» Exercise
From the listing below, retype exactly the line holding "user_id = state.credentials.authenticate(authorization).await?;", the line holding "filename crates/fileshelf-worker/src/handlers/welcome.rs", and the lines between them; skip everything else.

» Data for the task
________________________

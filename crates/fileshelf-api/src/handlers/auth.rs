//! Login and logout.

use std::sync::Arc;

use axum::{
    extract::State,
    http::{header, HeaderMap, StatusCode},
    Json,
};
use fileshelf_core::AppError;
use serde::Serialize;

use crate::auth::UserContext;
use crate::error::HttpAppError;
use crate::state::AppState;

#[derive(Debug, Serialize)]
pub struct TokenResponse {
    pub token: String,
}

/// `GET /connect`: trade `Authorization: Basic` credentials for a session token.
#[tracing::instrument(skip_all, fields(operation = "connect"))]
pub async fn connect(
    State(state): State<Arc<AppState>>,
    headers: HeaderMap,
) -> Result<Json<TokenResponse>, HttpAppError> {
    let authorization = headers
        .get(header::AUTHORIZATION)
        .and_then(|h| h.to_str().ok())
        .ok_or(AppError::Unauthorized)?;

    let user_id = state.credentials.authenticate(authorization).await?;
    let token = state.stores.sessions.create_session(user_id).await?;

    tracing::info!(user_id = %user_id, "Session created");
    Ok(Json(TokenResponse { token }))
}

/// `GET /disconnect`: end the caller's session.
#[tracing::instrument(skip_all, fields(operation = "disconnect"))]
pub async fn disconnect(
    State(state): State<Arc<AppState>>,
    ctx: UserContext,
) -> Result<StatusCode, HttpAppError> {
    if !state.stores.sessions.destroy(&ctx.token).await? {
        // Expired between resolution and now.
        return Err(AppError::Unauthorized.into());
    }
    tracing::info!(user_id = %ctx.user_id, "Session destroyed");
    Ok(StatusCode::NO_CONTENT)
}
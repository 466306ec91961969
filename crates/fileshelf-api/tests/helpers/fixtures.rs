//! Test fixtures: encoded images.

use std::io::Cursor;

use base64::Engine;
use image::{ImageFormat, Rgb, RgbImage};

/// A solid-color PNG.
pub fn create_test_png(width: u32, height: u32) -> Vec<u8> {
    let img = RgbImage::from_pixel(width, height, Rgb([200, 40, 90]));
    let mut buffer = Vec::new();
    img.write_to(&mut Cursor::new(&mut buffer), ImageFormat::Png)
        .expect("Failed to encode PNG");
    buffer
}

pub fn to_base64(bytes: &[u8]) -> String {
    base64::engine::general_purpose::STANDARD.encode(bytes)
}

pub fn image_dimensions(bytes: &[u8]) -> (u32, u32) {
    let img = image::load_from_memory(bytes).expect("Failed to decode image");
    (img.width(), img.height())
}
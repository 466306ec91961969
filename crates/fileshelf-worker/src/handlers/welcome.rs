//! Greets a newly registered user.

use std::sync::Arc;

use async_trait::async_trait;
use fileshelf_core::models::{Job, JobKind, WelcomePayload};
use fileshelf_core::{JobError, JobResultExt};
use fileshelf_db::UserRepository;

use crate::handler::JobHandler;

pub struct WelcomeHandler {
    users: Arc<dyn UserRepository>,
}

impl WelcomeHandler {
    pub fn new(users: Arc<dyn UserRepository>) -> Self {
        Self { users }
    }
}

#[async_trait]
impl JobHandler for WelcomeHandler {
    fn kind(&self) -> JobKind {
        JobKind::Welcome
    }

    #[tracing::instrument(skip_all, fields(job.id = %job.id))]
    async fn handle(&self, job: &Job) -> Result<(), JobError> {
        let payload: WelcomePayload = serde_json::from_value(job.payload.clone()).unrecoverable()?;
        let user_id = payload
            .user_id
            .ok_or_else(|| JobError::unrecoverable(anyhow::anyhow!("Missing userId")))?;

        let user = self
            .users
            .find_by_id(user_id)
            .await
            .recoverable()?
            .ok_or_else(|| JobError::unrecoverable(anyhow::anyhow!("User not found")))?;

        tracing::info!(user_id = %user.id, "Welcome {}!", user.email);
        Ok(())
    }
}
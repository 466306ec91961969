//! File content, open to anonymous callers for public nodes.

use std::sync::Arc;

use axum::{
    extract::{Path, Query, State},
    http::header,
    response::IntoResponse,
};
use serde::Deserialize;

use super::parse_id;
use crate::auth::MaybeUser;
use crate::error::HttpAppError;
use crate::state::AppState;

#[derive(Debug, Default, Deserialize)]
pub struct ContentQuery {
    pub size: Option<String>,
}

/// `GET /files/{id}/data?size=`
#[tracing::instrument(skip_all, fields(operation = "get_content"))]
pub async fn get_content(
    State(state): State<Arc<AppState>>,
    viewer: MaybeUser,
    Path(id): Path<String>,
    Query(query): Query<ContentQuery>,
) -> Result<impl IntoResponse, HttpAppError> {
    let id = parse_id(&id)?;
    let node = state.access.readable_content(viewer.user_id(), id).await?;
    let content = state.files.content(&node, query.size.as_deref()).await?;

    Ok(([(header::CONTENT_TYPE, content.content_type)], content.bytes))
}
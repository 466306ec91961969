//! Fileshelf Processing Library
//!
//! Derivation of fixed-width thumbnail variants from uploaded images.

pub mod thumbnail;

pub use thumbnail::{
    derive_thumbnails, SourceImage, ThumbnailError, Thumbnailer, MAX_THUMBNAIL_PIXELS,
};
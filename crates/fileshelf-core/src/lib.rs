//! Fileshelf Core Library
//!
//! This crate provides the domain models, error types and configuration
//! shared by every Fileshelf component.

pub mod config;
pub mod constants;
pub mod error;
pub mod job_error;
pub mod models;

// Re-export commonly used types
pub use config::{Config, StoreBackend};
pub use error::{AppError, ErrorMetadata, LogLevel, ParentError};
pub use job_error::{JobError, JobResultExt};
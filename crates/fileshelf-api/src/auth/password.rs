//! Password hashing compatible with stored legacy hashes: unsalted SHA-1, hex encoded.

use sha1::{Digest, Sha1};
use subtle::ConstantTimeEq;

pub fn hash_password(password: &str) -> String {
    hex::encode(Sha1::digest(password.as_bytes()))
}

/// Constant-time comparison against a stored hex digest.
pub fn verify_password(password: &str, stored_hash: &str) -> bool {
    let computed = hash_password(password);
    let stored = stored_hash.to_ascii_lowercase();
    if computed.len() != stored.len() {
        return false;
    }
    computed.as_bytes().ct_eq(stored.as_bytes()).into()
}
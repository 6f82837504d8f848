//! Strictly Snakes - snakes and ladders game logic
//!
//! A human plays the computer on a fixed 100-square board. This crate holds
//! the game state machine only; rendering lives with the front end, which
//! reads [`GameSnapshot`]s and raises [`Intent`]s.
//!
//! # Architecture
//!
//! - **Board**: [`BoardTopology`] maps snake heads and ladder bottoms
//! - **Dice**: [`DiceSource`] is injectable; [`RandomDice`] and [`ScriptedDice`] ship
//! - **Engine**: [`apply_roll`] resolves a roll into a [`MoveOutcome`]
//! - **Session**: [`GameSession`] owns the state and sequences intents
//!
//! # Example
//!
//! ```
//! use strictly_snakes::{GameSession, Player, ScriptedDice};
//!
//! let mut session = GameSession::with_dice(ScriptedDice::new([3]));
//! let snapshot = session.request_roll()?;
//! // 1 + 3 lands on the ladder at 4, which climbs to 14.
//! assert_eq!(snapshot.positions.human.get(), 14);
//!
//! let snapshot = session.request_continue()?;
//! assert_eq!(snapshot.current_player, Player::Computer);
//! # Ok::<(), strictly_snakes::SessionError>(())
//! ```

#![warn(missing_docs)]
#![forbid(unsafe_code)]

mod action;
mod board;
mod dice;
mod engine;
mod error;
mod events;
mod path;
mod session;
mod types;

pub mod contracts;
pub mod invariants;

// Crate-level exports - Domain types
pub use types::{Player, Positions, Square, Transition};

// Crate-level exports - Board
pub use board::{BoardTopology, LADDERS, ROW_WIDTH, SNAKES};

// Crate-level exports - Dice
pub use dice::{DiceSource, RandomDice, Roll, ScriptedDice};

// Crate-level exports - Engine
pub use engine::{MoveOutcome, TurnPhase, apply_roll};
pub use path::SquarePath;

// Crate-level exports - Session
pub use action::{Intent, Rejection};
pub use events::TurnEvent;
pub use session::{GameSession, GameSnapshot, GameState, GameSummary, TurnReport};

// Crate-level exports - Errors
pub use error::{BoardError, SessionError};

________________________

» Written response
    let user_id = state.credentials.authenticate(authorization).await?;
    let token = state.stores.sessions.create_session(user_id).await?;

    tracing::info!(user_id = %user_id, "Session created");
    Ok(Json(TokenResponse { token }))
}

/// `GET /disconnect`: end the caller's session.
#[tracing::instrument(skip_all, fields(operation = "disconnect"))]
pub async fn disconnect(
    State(state): State<Arc<AppState>>,
    ctx: UserContext,
) -> Result<StatusCode, HttpAppError> {
    if !state.stores.sessions.destroy(&ctx.token).await? {
        // Expired between resolution and now.
        return Err(AppError::Unauthorized.into());
    }
    tracing::info!(user_id = %ctx.user_id, "Session destroyed");
    Ok(StatusCode::NO_CONTENT)
}
repository 466306ec91961969
filename crates/fileshelf-api/tests/helpers/fixtures.rs
//! Test fixtures: encoded images.

use std::io::Cursor;

use base64::Engine;
use image::{ImageFormat, Rgb, RgbImage};

/// A solid-color PNG.
pub fn create_test_png(width: u32, height: u32) -> Vec<u8> {
    let img = RgbImage::from_pixel(width, height, Rgb([200, 40, 90]));
    let mut buffer = Vec::new();
    img.write_to(&mut Cursor::new(&mut buffer), ImageFormat::Png)
        .expect("Failed to encode PNG");
    buffer
}

pub fn to_base64(bytes: &[u8]) -> String {
    base64::engine::general_purpose::STANDARD.encode(bytes)
}

pub fn image_dimensions(bytes: &[u8]) -> (u32, u32) {
    let img = image::load_from_memory(bytes).expect("Failed to decode image");
    (img.width(), img.height())
}
repository 466306ec91961969
filename crates/fileshelf-worker/src/handlers/welcome.rs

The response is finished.